Re: Books I would like to read but (probably) won't

Reply #25
Death by wallpaper was a peculiar Victorian vice, up there with vitriol attacks. The latter having a revival lately.

Re: Books I would like to read but (probably) won't

Reply #26
Basically re this thread my point would be that when a subject is raised that i have an interest in I tend to buy a book.........
"Quit you like men:be strong"

Re: Books I would like to read but (probably) won't

Reply #27
And I've done a pretty good job staying away from Dan Brown.
Dan Brown is not a writer, he's a fraud for idiots to buy. The first three chapters were enough for realize it.

It comes to my mind two completely different books that maybe I should read but probably I'll never do - Mein Kampf and Kama Sutra.
A matter of attitude.

Re: Books I would like to read but (probably) won't

Reply #28
Dan Brown is not a writer, he's a fraud for idiots to buy. The first three chapters were enough for realize it.
Three chapters? You read that long? He must be disguising his badness very well.

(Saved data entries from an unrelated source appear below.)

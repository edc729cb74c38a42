// twsdl/src/error_class.rs
//! Mapping of TWS error messages to packet classifications.
//!
//! TWS reports most failures as a numeric code plus free text, and the code
//! alone is often ambiguous (162 covers no data, missing permissions and
//! pacing violations). Rules match on scope, code and a message substring.
//! The first matching rule wins; an empty substring matches any text.

use std::fmt;

use log::{debug, warn};

use crate::packet::ReqError;
use crate::request::ReqKind;

/// What the error refers to.
#[derive(Debug, Clone, Copy, PartialEq, Eq)]
pub enum ErrorScope {
  /// No request of ours, or a request id we do not know.
  General,
  Query(ReqKind),
  PlaceOrder,
  MktData,
}

/// Side effect the event loop applies besides closing the packet.
#[derive(Debug, Clone, Copy, PartialEq, Eq)]
pub enum ErrorAction {
  /// Close the packet with the classification, nothing else.
  Close,
  /// Log only.
  Ignore,
  /// Close and fail pending requests for the same contract.
  SkipByPerm,
  /// Close and fail pending requests for the same contract and data type.
  SkipByNodata,
  /// Record a pacing violation, then close for retry.
  PacingViolation,
  /// Connection to the IB servers is gone, farms are unusable.
  AllFarmsBroken,
  /// Drop the socket and reconnect later.
  Disconnect,
}

impl fmt::Display for ErrorAction {
  fn fmt(&self, f: &mut fmt::Formatter<'_>) -> fmt::Result {
    write!(f, "{:?}", self)
  }
}

#[derive(Debug)]
pub struct ErrorRule {
  pub scope: ErrorScope,
  pub code: i32,
  pub pattern: &'static str,
  pub class: ReqError,
  pub action: ErrorAction,
}

const HIST: ErrorScope = ErrorScope::Query(ReqKind::Hist);
const DETAILS: ErrorScope = ErrorScope::Query(ReqKind::ContractDetails);

macro_rules! rule {
  ($scope:expr, $code:expr, $pattern:expr, $class:ident, $action:ident) => {
    ErrorRule { scope: $scope, code: $code, pattern: $pattern, class: ReqError::$class, action: ErrorAction::$action }
  };
}

pub static ERROR_RULES: &[ErrorRule] = &[
  // historical data
  rule!(HIST, 162, "HMDS query returned no data", NoData, Close),
  rule!(HIST, 162, "No market data permissions", RequestRejected, SkipByPerm),
  rule!(HIST, 162, "Historical data request pacing violation", ConnectionLost, PacingViolation),
  rule!(HIST, 162, "No historical market data for", NotAvailable, SkipByNodata),
  rule!(HIST, 162, "No data of type", NotAvailable, SkipByNodata),
  rule!(HIST, 162, "Starting time must occur before ending time", NoData, Close),
  rule!(HIST, 162, "Unknown contract", NotAvailable, SkipByPerm),
  rule!(HIST, 162, "invalid step", RequestRejected, Close),
  rule!(HIST, 162, "Invalid step", RequestRejected, Close),
  rule!(HIST, 162, "query cancelled", ConnectionLost, Close),
  rule!(HIST, 162, "", RequestRejected, Close),
  rule!(HIST, 165, "", None, Ignore),
  rule!(HIST, 166, "", NotAvailable, SkipByPerm),
  rule!(HIST, 200, "", NotAvailable, SkipByPerm),
  rule!(HIST, 321, "", RequestRejected, Close),
  rule!(HIST, 366, "", None, Ignore),
  rule!(HIST, 504, "", ConnectionLost, Close),
  // contract details
  rule!(DETAILS, 200, "", NoData, Close),
  rule!(DETAILS, 321, "", RequestRejected, Close),
  rule!(DETAILS, 504, "", ConnectionLost, Close),
  // one-shot queries
  rule!(ErrorScope::Query(ReqKind::AccStatus), 321, "", RequestRejected, Close),
  rule!(ErrorScope::Query(ReqKind::Executions), 321, "", RequestRejected, Close),
  // order placement
  rule!(ErrorScope::PlaceOrder, 201, "", RequestRejected, Close),
  rule!(ErrorScope::PlaceOrder, 103, "", RequestRejected, Close),
  rule!(ErrorScope::PlaceOrder, 200, "", NotAvailable, Close),
  rule!(ErrorScope::PlaceOrder, 202, "", None, Ignore),
  rule!(ErrorScope::PlaceOrder, 399, "", None, Ignore),
  rule!(ErrorScope::PlaceOrder, 321, "", RequestRejected, Close),
  // market data
  rule!(ErrorScope::MktData, 10167, "", None, Ignore),
  rule!(ErrorScope::MktData, 354, "", RequestRejected, Close),
  rule!(ErrorScope::MktData, 200, "", NotAvailable, Close),
  rule!(ErrorScope::MktData, 300, "", None, Ignore),
  rule!(ErrorScope::MktData, 321, "", RequestRejected, Close),
  // connection wide
  rule!(ErrorScope::General, 1100, "", None, AllFarmsBroken),
  rule!(ErrorScope::General, 2110, "", None, AllFarmsBroken),
  rule!(ErrorScope::General, 1101, "", None, Ignore),
  rule!(ErrorScope::General, 1102, "", None, Ignore),
  rule!(ErrorScope::General, 326, "", None, Disconnect),
  rule!(ErrorScope::General, 502, "", None, Disconnect),
  rule!(ErrorScope::General, 504, "", None, Ignore),
];

/// Find the rule for an error. Query scopes fall back to general rules so
/// connection wide codes are handled whatever request is in flight.
pub fn classify(scope: ErrorScope, code: i32, msg: &str) -> Option<&'static ErrorRule> {
  let find = |s: ErrorScope| {
    ERROR_RULES.iter().find(|r| r.scope == s && r.code == code && msg.contains(r.pattern))
  };
  let found = find(scope).or_else(|| if scope != ErrorScope::General { find(ErrorScope::General) } else { None });
  match found {
    Some(r) => debug!("error {} ({:?}) -> {} / {}", code, scope, r.class, r.action),
    None => warn!("unhandled TWS error {} ({:?}): {}", code, scope, msg),
  }
  found
}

I recently attempted to read an essay titled Are economists basically immoral?. First there was a nice long intro relating the bio of the author and stating that the position of the author was that economists are not immoral, despite common perception to the contrary. Then began the main text.

The very first page made it lucidly clear that the author was immoral. The second page started with a hypothetical illustration about an IC (international conglomerate) trying to argue that it's not immoral to go producing in a country where labour is cheaper, but that illustration painted a clear picture of an immoral IC. I doubt I will read more to find the author's arguments about actual economists.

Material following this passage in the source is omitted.